(Stored data)
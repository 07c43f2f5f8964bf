use super::{HtmlParser, ParserConfig};
use crate::builder::TreeBuilder;
use crate::dialect::{AutoClose, ContentSite, HtmlDialect, MarkupDialect};
use crate::error::ParseErrorCode;
use crate::lexer::{LexerConfig, tokenize};
use crate::snapshot::snapshot;
use crate::token::TokenKind;
use crate::tree::{NodeKind, SyntaxTree};
use crate::{parse_html, parse_with, parse_xhtml};

fn html(source: &str) -> SyntaxTree {
    let tree = parse_html(source).expect("parser must not break builder invariants");
    assert_eq!(tree.text(), source, "tree must be lossless");
    tree
}

/// Snapshot lines below `DOCUMENT`, re-indented to start at column 0.
fn body(tree: &SyntaxTree) -> Vec<String> {
    snapshot(tree)
        .as_lines()
        .iter()
        .skip(2)
        .filter(|line| line.trim_start() != "PROLOG")
        .map(|line| line[4..].to_string())
        .collect()
}

fn codes(tree: &SyntaxTree) -> Vec<ParseErrorCode> {
    tree.diagnostics().into_iter().map(|d| d.error.code).collect()
}

#[test]
fn paragraph_closes_paragraph() {
    let tree = html("<p>a<p>b");
    assert_eq!(body(&tree), ["TAG <p>", "  TEXT \"a\"", "TAG <p>", "  TEXT \"b\""]);
    assert!(tree.diagnostics().is_empty());
}

#[test]
fn unmatched_end_tag_becomes_error_inside_open_tag() {
    let tree = html("<div></span></div>");
    assert_eq!(
        body(&tree),
        [
            "TAG <div>",
            "  ERROR \"Closing tag matches nothing\" at \"</span>\"",
        ]
    );
}

#[test]
fn void_element_has_no_children() {
    let tree = html("<br>");
    let document = tree.root().child_nodes().next().expect("document");
    let br = document
        .child_nodes()
        .find(|n| n.kind() == NodeKind::Tag)
        .expect("br");
    assert_eq!(br.tag_name(), Some("br"));
    assert_eq!(br.child_nodes().count(), 0);
    assert!(!tree.has_errors());
}

#[test]
fn void_element_swallows_explicit_end_tag() {
    let tree = html("<br></br><hr> </hr>");
    assert!(!tree.has_errors(), "{:?}", tree.diagnostics());
    let tags: Vec<_> = tree
        .descendants()
        .filter(|n| n.kind() == NodeKind::Tag)
        .map(|n| n.text())
        .collect();
    assert_eq!(tags, ["<br></br>", "<hr> </hr>"]);
}

#[test]
fn void_element_end_tag_without_gt_is_reported() {
    let tree = html("<br></br");
    assert_eq!(codes(&tree), [ParseErrorCode::ClosingTagNotDone]);
    let br = tree
        .descendants()
        .find(|n| n.kind() == NodeKind::Tag)
        .expect("br");
    assert_eq!(br.text(), "<br></br");
    assert!(br.child_nodes().any(|n| n.kind() == NodeKind::Error));
}

#[test]
fn unclosed_tags_are_reported_at_end_of_input() {
    let tree = html("<div><span>text");
    assert_eq!(
        body(&tree),
        [
            "TAG <div>",
            "  TAG <span>",
            "    TEXT \"text\"",
            "    ERROR \"Element span is not closed\"",
            "  ERROR \"Element div is not closed\"",
        ]
    );
}

#[test]
fn well_formed_document_has_no_diagnostics() {
    let source = "<!DOCTYPE html>\n<html><head><title>T</title></head>\
                  <body><p class=\"x\">Hi &amp; bye</p><img src=a.png></body></html>\n";
    let tree = html(source);
    assert!(tree.diagnostics().is_empty(), "{:?}", tree.diagnostics());
    let doctype = tree
        .descendants()
        .find(|n| n.kind() == NodeKind::Doctype)
        .expect("doctype");
    assert_eq!(doctype.parent().map(|p| p.kind()), Some(NodeKind::Prolog));
    let text = tree
        .descendants()
        .find(|n| n.kind() == NodeKind::Text && n.text().starts_with("Hi"))
        .expect("text");
    assert_eq!(text.decoded_text(), "Hi & bye");
}

#[test]
fn ancestor_decides_when_top_is_unsure() {
    let tree = html("<p><span>x<div>");
    assert_eq!(
        body(&tree),
        [
            "TAG <p>",
            "  TAG <span>",
            "    TEXT \"x\"",
            "    ERROR \"Element span is not closed\"",
            "TAG <div>",
            "  ERROR \"Element div is not closed\"",
        ]
    );
}

#[test]
fn table_cells_and_rows_close_implicitly() {
    let tree = html("<table><tr><td>a<td>b<tr><td>c</table>");
    assert_eq!(
        body(&tree),
        [
            "TAG <table>",
            "  TAG <tr>",
            "    TAG <td>",
            "      TEXT \"a\"",
            "    TAG <td>",
            "      TEXT \"b\"",
            "  TAG <tr>",
            "    TAG <td>",
            "      TEXT \"c\"",
        ]
    );
    assert!(!tree.has_errors());
}

#[test]
fn list_items_close_siblings_but_not_across_lists() {
    let tree = html("<ul><li>a<ul><li>b</ul><li>c</ul>");
    assert_eq!(
        body(&tree),
        [
            "TAG <ul>",
            "  TAG <li>",
            "    TEXT \"a\"",
            "    TAG <ul>",
            "      TAG <li>",
            "        TEXT \"b\"",
            "  TAG <li>",
            "    TEXT \"c\"",
        ]
    );
    assert!(!tree.has_errors());
}

#[test]
fn outer_end_tag_closes_inner_tags_layer_by_layer() {
    let tree = html("<div><span>x</div>");
    assert_eq!(
        body(&tree),
        [
            "TAG <div>",
            "  TAG <span>",
            "    TEXT \"x\"",
            "    ERROR \"Element span is not closed\"",
        ]
    );

    let tree = html("<div><p>x</div>");
    assert!(!tree.has_errors(), "optional end tags close silently");
}

#[test]
fn html_names_match_case_insensitively() {
    let tree = html("<DIV Class=x></div>");
    assert!(!tree.has_errors());
    let div = tree
        .descendants()
        .find(|n| n.kind() == NodeKind::Tag)
        .expect("div");
    assert_eq!(div.tag_name(), Some("DIV"));
    assert_eq!(div.attribute_value("class").as_deref(), Some("x"));
}

#[test]
fn xhtml_is_case_sensitive_and_explicit() {
    let tree = parse_xhtml("<P><br></P>").expect("parse");
    assert_eq!(
        tree.diagnostics()
            .iter()
            .map(|d| d.error.to_string())
            .collect::<Vec<_>>(),
        ["Element br is not closed"]
    );

    let tree = parse_xhtml("<a></A>").expect("parse");
    assert_eq!(
        codes(&tree),
        [
            ParseErrorCode::ClosingTagMatchesNothing,
            ParseErrorCode::ElementNotClosed,
        ]
    );
}

#[test]
fn attributes_expose_decoded_values() {
    let tree = html("<a href=\"x&amp;y\" id=main checked></a>");
    let a = tree
        .descendants()
        .find(|n| n.kind() == NodeKind::Tag)
        .expect("a");
    let names: Vec<_> = a.attributes().filter_map(|attr| attr.name()).collect();
    assert_eq!(names, ["href", "id", "checked"]);
    assert_eq!(a.attribute_value("href").as_deref(), Some("x&y"));
    assert_eq!(a.attribute_value("ID").as_deref(), Some("main"));
    assert_eq!(a.attribute_value("checked").as_deref(), Some(""));
    assert_eq!(a.attribute_value("title"), None);
    assert!(!tree.has_errors());
}

#[test]
fn header_and_value_errors() {
    assert_eq!(
        codes(&html("<a title=\"oops>text")),
        [
            ParseErrorCode::UnclosedAttributeValue,
            ParseErrorCode::TagStartNotClosed,
        ]
    );
    assert_eq!(
        codes(&html("<div <span></span>")),
        [ParseErrorCode::TagStartNotClosed]
    );
    assert_eq!(
        codes(&html("<></>")),
        [
            ParseErrorCode::TagNameExpected,
            ParseErrorCode::ClosingTagNameMissing,
            ParseErrorCode::ElementNotClosed,
        ]
    );
}

#[test]
fn nameless_end_tag_closes_nothing() {
    let tree = html("<div></></div>");
    assert_eq!(
        body(&tree),
        [
            "TAG <div>",
            "  ERROR \"Closing tag name missing\" at \"</>\"",
        ]
    );
}

#[test]
fn stray_tokens_in_end_tag() {
    let tree = html("<div></div foo=>");
    assert_eq!(
        codes(&tree),
        [ParseErrorCode::UnexpectedToken, ParseErrorCode::UnexpectedToken]
    );
    let tree = html("<div></div");
    assert_eq!(codes(&tree), [ParseErrorCode::ClosingTagNotDone]);
}

#[test]
fn unescaped_ampersand_in_content() {
    let tree = html("<p>a & b</p>");
    assert_eq!(
        body(&tree),
        [
            "TAG <p>",
            "  TEXT \"a & b\"",
            "    ERROR \"Unescaped & or nonterminated character/entity reference\" at \"&\"",
        ]
    );
}

#[test]
fn prolog_constructs() {
    let tree = html("<?xml version=\"1.0\"?><!-- c --><!DOCTYPE html><p>x</p>");
    assert!(!tree.has_errors(), "{:?}", tree.diagnostics());
    let prolog: Vec<_> = tree
        .descendants()
        .find(|n| n.kind() == NodeKind::Prolog)
        .expect("prolog")
        .child_nodes()
        .map(|n| n.kind())
        .collect();
    assert_eq!(
        prolog,
        [
            NodeKind::ProcessingInstruction,
            NodeKind::Comment,
            NodeKind::Doctype,
        ]
    );

    assert_eq!(codes(&html("<?xml a?>")), [ParseErrorCode::EqExpected]);
    assert_eq!(
        codes(&html("<?xml")),
        [ParseErrorCode::UnterminatedProcessingInstruction]
    );
    assert_eq!(
        codes(&html("<!DOCTYPE html")),
        [ParseErrorCode::UnexpectedEof]
    );
}

#[test]
fn script_body_stays_text() {
    let tree = html("<script>if (a<b) x();</script>");
    assert_eq!(
        body(&tree),
        ["TAG <script>", "  TEXT \"if (a<b) x();\""]
    );
}

#[test]
fn comments_and_cdata_inside_tags() {
    let tree = html("<div><!-- c --><![CDATA[<x>]]></div>");
    assert_eq!(
        body(&tree),
        [
            "TAG <div>",
            "  COMMENT \"<!-- c -->\"",
            "  CDATA \"<![CDATA[<x>]]>\"",
        ]
    );
    assert!(!html("<!-- open").has_errors());
}

#[test]
fn interpolation_islands_become_nodes() {
    let lexer = LexerConfig {
        interpolation: Some(("{{".to_string(), "}}".to_string())),
        ..LexerConfig::default()
    };
    let source = "<p>a{{ b < c }}d</p>";
    let tree = parse_with(source, &lexer, &ParserConfig::default(), &HtmlDialect).expect("parse");
    assert_eq!(
        body(&tree),
        [
            "TAG <p>",
            "  TEXT \"a\"",
            "  INTERPOLATION \"{{ b < c }}\"",
            "  TEXT \"d\"",
        ]
    );
}

/// Claims data in tag bodies but never consumes it.
struct SilentHook;

impl MarkupDialect for SilentHook {
    fn is_single_tag(&self, name: &str) -> bool {
        HtmlDialect.is_single_tag(name)
    }

    fn is_end_tag_required(&self, name: &str) -> bool {
        HtmlDialect.is_end_tag_required(name)
    }

    fn can_opening_tag_auto_close(&self, tag_to_close: &str, opening_tag: &str) -> AutoClose {
        HtmlDialect.can_opening_tag_auto_close(tag_to_close, opening_tag)
    }

    fn can_closing_tag_auto_close(&self, tag_to_close: &str, closing_tag: &str) -> bool {
        HtmlDialect.can_closing_tag_auto_close(tag_to_close, closing_tag)
    }

    fn custom_content(&self, kind: TokenKind, site: ContentSite) -> bool {
        site == ContentSite::TagBody && kind == TokenKind::DataCharacters
    }

    fn parse_custom_content(&self, _builder: &mut TreeBuilder<'_>, _site: ContentSite) {}
}

#[test]
fn hook_that_consumes_nothing_cannot_stall_the_parser() {
    let source = "<p>ab</p>";
    let mut builder = TreeBuilder::new(source, tokenize(source, &LexerConfig::default()));
    let mut parser = HtmlParser::new(ParserConfig::default(), &SilentHook);
    parser.parse_document(&mut builder);
    assert_eq!(parser.stats().forced_progress, 1);
    let tree = builder.finish().expect("balanced markers");
    assert_eq!(
        body(&tree),
        ["TAG <p>", "  ERROR \"Unexpected token\" at \"ab\""]
    );
}

#[test]
fn stats_count_auto_closes_and_depth() {
    let source = "<ul><li>a<li>b</ul></x>";
    let mut builder = TreeBuilder::new(source, tokenize(source, &LexerConfig::default()));
    let mut parser = HtmlParser::new(ParserConfig::default(), &HtmlDialect);
    parser.parse_document(&mut builder);
    let stats = parser.stats();
    assert_eq!(stats.tags, 3);
    assert_eq!(stats.auto_closed, 2);
    assert_eq!(stats.unmatched_end_tags, 1);
    assert_eq!(stats.max_stack_depth, 2);
    assert!(builder.finish().is_ok());
}

#[test]
fn malformed_inputs_stay_lossless() {
    for source in [
        "",
        "<",
        "</",
        "<a",
        "<a b=",
        "<a b='",
        "&",
        "</p>",
        "<<>>",
        "<a/>text</a>",
        "<div/ / =>",
        "<!-",
        "<![CDATA[",
        "<!doctype",
        "<?",
        "<?xml a=b c ? >",
        "<style>body{}</sty",
        "<table><td><tr></table></td>",
        "<é attr=ü>日本語</é>",
        "a</b>c<d>e</f></d>",
        "<p>\r\n<b>x</i></b>",
    ] {
        let tree = html(source);
        for diagnostic in tree.diagnostics() {
            assert!(diagnostic.span.end <= source.len());
        }
    }
}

> _WORK REQUIRED_
Each line of the records with the word "TokenKind" in it is to be copied.

> _REPLY_
use crate::token::TokenKind;
    fn custom_content(&self, kind: TokenKind, site: ContentSite) -> bool {
        site == ContentSite::TagBody && kind == TokenKind::DataCharacters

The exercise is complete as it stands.